Re: device namespaces

From: Eric W. Biederman
Date: Fri Jun 11 2021 - 14:16:07 EST


Christian Brauner <christian.brauner@xxxxxxxxxx> writes:

> On Wed, Jun 09, 2021 at 09:54:05AM +0200, Hannes Reinecke wrote:
>> On 6/9/21 9:21 AM, Christian Brauner wrote:
>> > On Wed, Jun 09, 2021 at 09:02:36AM +0200, Hannes Reinecke wrote:
>> >> On 6/9/21 8:38 AM, Christian Brauner wrote:
>> >>> On Tue, Jun 08, 2021 at 12:16:43PM -0500, Eric W. Biederman wrote:
>> >>>> Hannes Reinecke <hare@xxxxxxx> writes:
>> >>>>
>> >>>>> On 6/8/21 4:29 PM, Christian Brauner wrote:
>> >>>>>> On Tue, Jun 08, 2021 at 04:10:08PM +0200, Hannes Reinecke wrote:
>> >> [ .. ]
>> >>>>> Granted, modifying sysfs layout is not something for the faint-hearted,
>> >>>>> and one really has to look closely to ensure you end up with a
>> >>>>> consistent layout afterwards.
>> >>>>>
>> >>>>> But let's see how things go; might well be that it turns out to be too
>> >>>>> complex to consider.

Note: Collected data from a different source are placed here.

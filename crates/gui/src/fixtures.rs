//! Factory functions for creating test data.
//!
//! Canned meshes, rays and cameras used by unit and integration tests.

use glam::{Vec2, Vec3};

use crate::state::mesh::{Quad, QuadMesh};
use crate::viewport::camera::{OrbitCamera, Viewport};
use crate::viewport::picking::Ray;

// ── Mesh factories ──────────────────────────────────────────────

/// Cuboid with half extents (1, 1, 1), the editor's starting mesh.
pub fn unit_cube() -> QuadMesh {
    QuadMesh::default()
}

/// Cuboid with the given half extents.
pub fn cuboid(hx: f32, hy: f32, hz: f32) -> QuadMesh {
    QuadMesh::cuboid(Vec3::new(hx, hy, hz))
}

/// Unit cube with its +Z face (index 5) extruded by `height`.
pub fn extruded_cube(height: f32) -> QuadMesh {
    let mut mesh = unit_cube();
    mesh.extrude_face_at(5);
    mesh.apply_face_transform(Some(5), glam::Mat4::from_translation(Vec3::Z * height));
    mesh.commit_transform();
    mesh
}

/// Unit cube with every face subdivided once.
pub fn subdivided_cube() -> QuadMesh {
    let mut mesh = unit_cube();
    for face in 0..6 {
        mesh.subdivide_face_at(face);
    }
    mesh
}

/// Single open square in the XY plane facing +Z.
pub fn open_square() -> Option<QuadMesh> {
    QuadMesh::from_parts(
        vec![
            Vec3::new(-1.0, -1.0, 0.0),
            Vec3::new(1.0, -1.0, 0.0),
            Vec3::new(1.0, 1.0, 0.0),
            Vec3::new(-1.0, 1.0, 0.0),
        ],
        vec![Quad::new(0, 1, 2, 3)],
    )
    .ok()
}

// ── Ray factories ───────────────────────────────────────────────

/// Ray from outside the mesh straight at a face centroid, against its normal.
pub fn ray_to_face(mesh: &QuadMesh, face: usize, standoff: f32) -> Ray {
    let normal = mesh.world_face_normal(face);
    let centroid = mesh.world_face_centroid(face);
    Ray::new(centroid + normal * standoff, -normal)
}

/// Ray from (0, 0, 5) down the -Z axis.
pub fn ray_down_z() -> Ray {
    Ray::new(Vec3::new(0.0, 0.0, 5.0), Vec3::NEG_Z)
}

// ── Camera factories ──────────────────────────────────────────

/// Camera at (0, 0, 5) looking at the origin with +Y up.
pub fn front_camera() -> OrbitCamera {
    let mut camera = OrbitCamera::default();
    camera.look_at(Vec3::new(0.0, 0.0, 5.0), Vec3::ZERO, Vec3::Y);
    camera
}

/// Square 800x800 viewport.
pub fn square_viewport() -> Viewport {
    Viewport::new(800.0, 800.0)
}

/// Offset a screen position by (dx, dy) pixels.
pub fn nudge(p: Vec2, dx: f32, dy: f32) -> Vec2 {
    p + Vec2::new(dx, dy)
}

Can't tell yet.
>> >>>>
>> >>>> I would suggest aiming for something like devptsfs without the
>> >>>> complication of /dev/ptmx.
>> >>>>
>> >>>> That is a pseudo filesystem that has a control node and virtual block
>> >>>> devices that were created using that control node.
>> >>>
>> >>> Also see android/binder/binderfs.c
>> >>>
>> >> Ah. Will have a look.
>> >
>> > I implemented this a few years back and I think it should've made it
>> > onto Android by default now. So that approach does indeed work well, it
>> > seems:
>> > https://chromium.googlesource.com/aosp/platform/system/core/+/master/rootdir/init.rc#257
>> >
>> > This should be easier to follow than the devpts case because you don't
>> > need to wade through the {t,p}ty layer.
>> >
>> >>
>> >>>>
>> >>>> That is the cleanest solution I know and is not strictly limited to use
>> >>>> with containers so it can also gain greater traction. The interaction
>> >>>> with devtmpfs should be simply having devtmpfs create a mount point for
>> >>>> that filesystem.
>> >>>>
>> >>>> This could be a new cleaner api for things like loopback devices.
>> >>>
>> >>> I sent a patchset that implemented this last year.
>> >>>
>> >> Do you have a pointer/commit hash for this?
>> >
>> > Yes, sure:
>> > https://lore.kernel.org/linux-block/20200424162052.441452-1-christian.brauner@xxxxxxxxxx/
>> >
>> > You can also just pull my branch. I think it's still based on v5.7 or sm:
>> > https://git.kernel.org/pub/scm/linux/kernel/git/brauner/linux.git/log/?h=loopfs
>> >
>> > I'm happy to collaborate on this too.
>> >
>> How _very_ curious. 'kernfs: handle multiple namespace tags' and 'loop:
>> preserve sysfs backwards compability' are essentially the same patches I
>> did for my block namespaces prototyp; I named it 'KOBJ_NS_TYPE_BLK', not
>> 'KOBJ_NS_TYPE_USER', though :-)
>>
>> Guess we really should cooperate.
>>
>> Speaking of which: why did you name it 'user' namespace?
>> There already is a generic 'user_namespace' in
>> include/linux/user_namespace.h, serving as a container for all
>> namespaces; as such it probably should include this 'user' namespace,
>> leading to quite some confusion.
>>
>> Or did I misunderstood something here?
>
> Ah yes, you misunderstand. The KOBJ_NS_TYPE_* tags are namespace tags.
> So KOBJ_NS_TYPE_NET is a network namespace tag. So KOBJ_NS_TYPE_USER is
> a user namespace tag not a completely new namespace. The idea very
> roughly being that devices such as loop devices are ultimately filtered
> by user namespace which is taken from the s_user_ns the loopfs instance
> is mounted in. We should compare notes.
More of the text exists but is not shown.